§ **Exercise**: Every record that follows must be returned word for word.

§ **Study material**:
//! Course selection for one aggregation request.

/// Which courses an aggregation covers.
#[derive(Debug, Clone, PartialEq, Eq)]
pub enum CourseFilter {
    /// Every course in the catalogue, in upstream order.
    All,
    /// The first course whose name equals the value exactly.
    ExactName(String),
}

impl CourseFilter {
    /// Interpret an optional request parameter.
    ///
    /// An absent or empty parameter lists every course. Any other value is
    /// taken verbatim as an exact, case-sensitive name.
    ///
    /// # Examples
    /// ```
    /// use roster::domain::CourseFilter;
    ///
    /// assert_eq!(CourseFilter::from_param(None), CourseFilter::All);
    /// assert_eq!(CourseFilter::from_param(Some("")), CourseFilter::All);
    /// assert_eq!(
    ///     CourseFilter::from_param(Some("Intro")),
    ///     CourseFilter::ExactName("Intro".to_owned())
    /// );
    /// ```
    #[must_use]
    pub fn from_param(param: Option<&str>) -> Self {
        match param {
            None | Some("") => Self::All,
            Some(name) => Self::ExactName(name.to_owned()),
        }
    }

    /// Short label for structured logs.
    #[must_use]
    pub const fn kind(&self) -> &'static str {
        match self {
            Self::All => "all",
            Self::ExactName(_) => "exact_name",
        }
    }
}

§ **Task answer**:
//! Course selection for one aggregation request.

/// Which courses an aggregation covers.
#[derive(Debug, Clone, PartialEq, Eq)]
pub enum CourseFilter {
    /// Every course in the catalogue, in upstream order.
    All,
    /// The first course whose name equals the value exactly.
    ExactName(String),
}

impl CourseFilter {
    /// Interpret an optional request parameter.
    ///
    /// An absent or empty parameter lists every course. Any other value is
    /// taken verbatim as an exact, case-sensitive name.
    ///
    /// # Examples
    /// ```
    /// use roster::domain::CourseFilter;
    ///
    /// assert_eq!(CourseFilter::from_param(None), CourseFilter::All);
    /// assert_eq!(CourseFilter::from_param(Some("")), CourseFilter::All);
    /// assert_eq!(
    ///     CourseFilter::from_param(Some("Intro")),
    ///     CourseFilter::ExactName("Intro".to_owned())
    /// );
    /// ```
    #[must_use]
    pub fn from_param(param: Option<&str>) -> Self {
        match param {
            None | Some("") => Self::All,
            Some(name) => Self::ExactName(name.to_owned()),
        }
    }

    /// Short label for structured logs.
    #[must_use]
    pub const fn kind(&self) -> &'static str {
        match self {
            Self::All => "all",
            Self::ExactName(_) => "exact_name",
        }
    }
}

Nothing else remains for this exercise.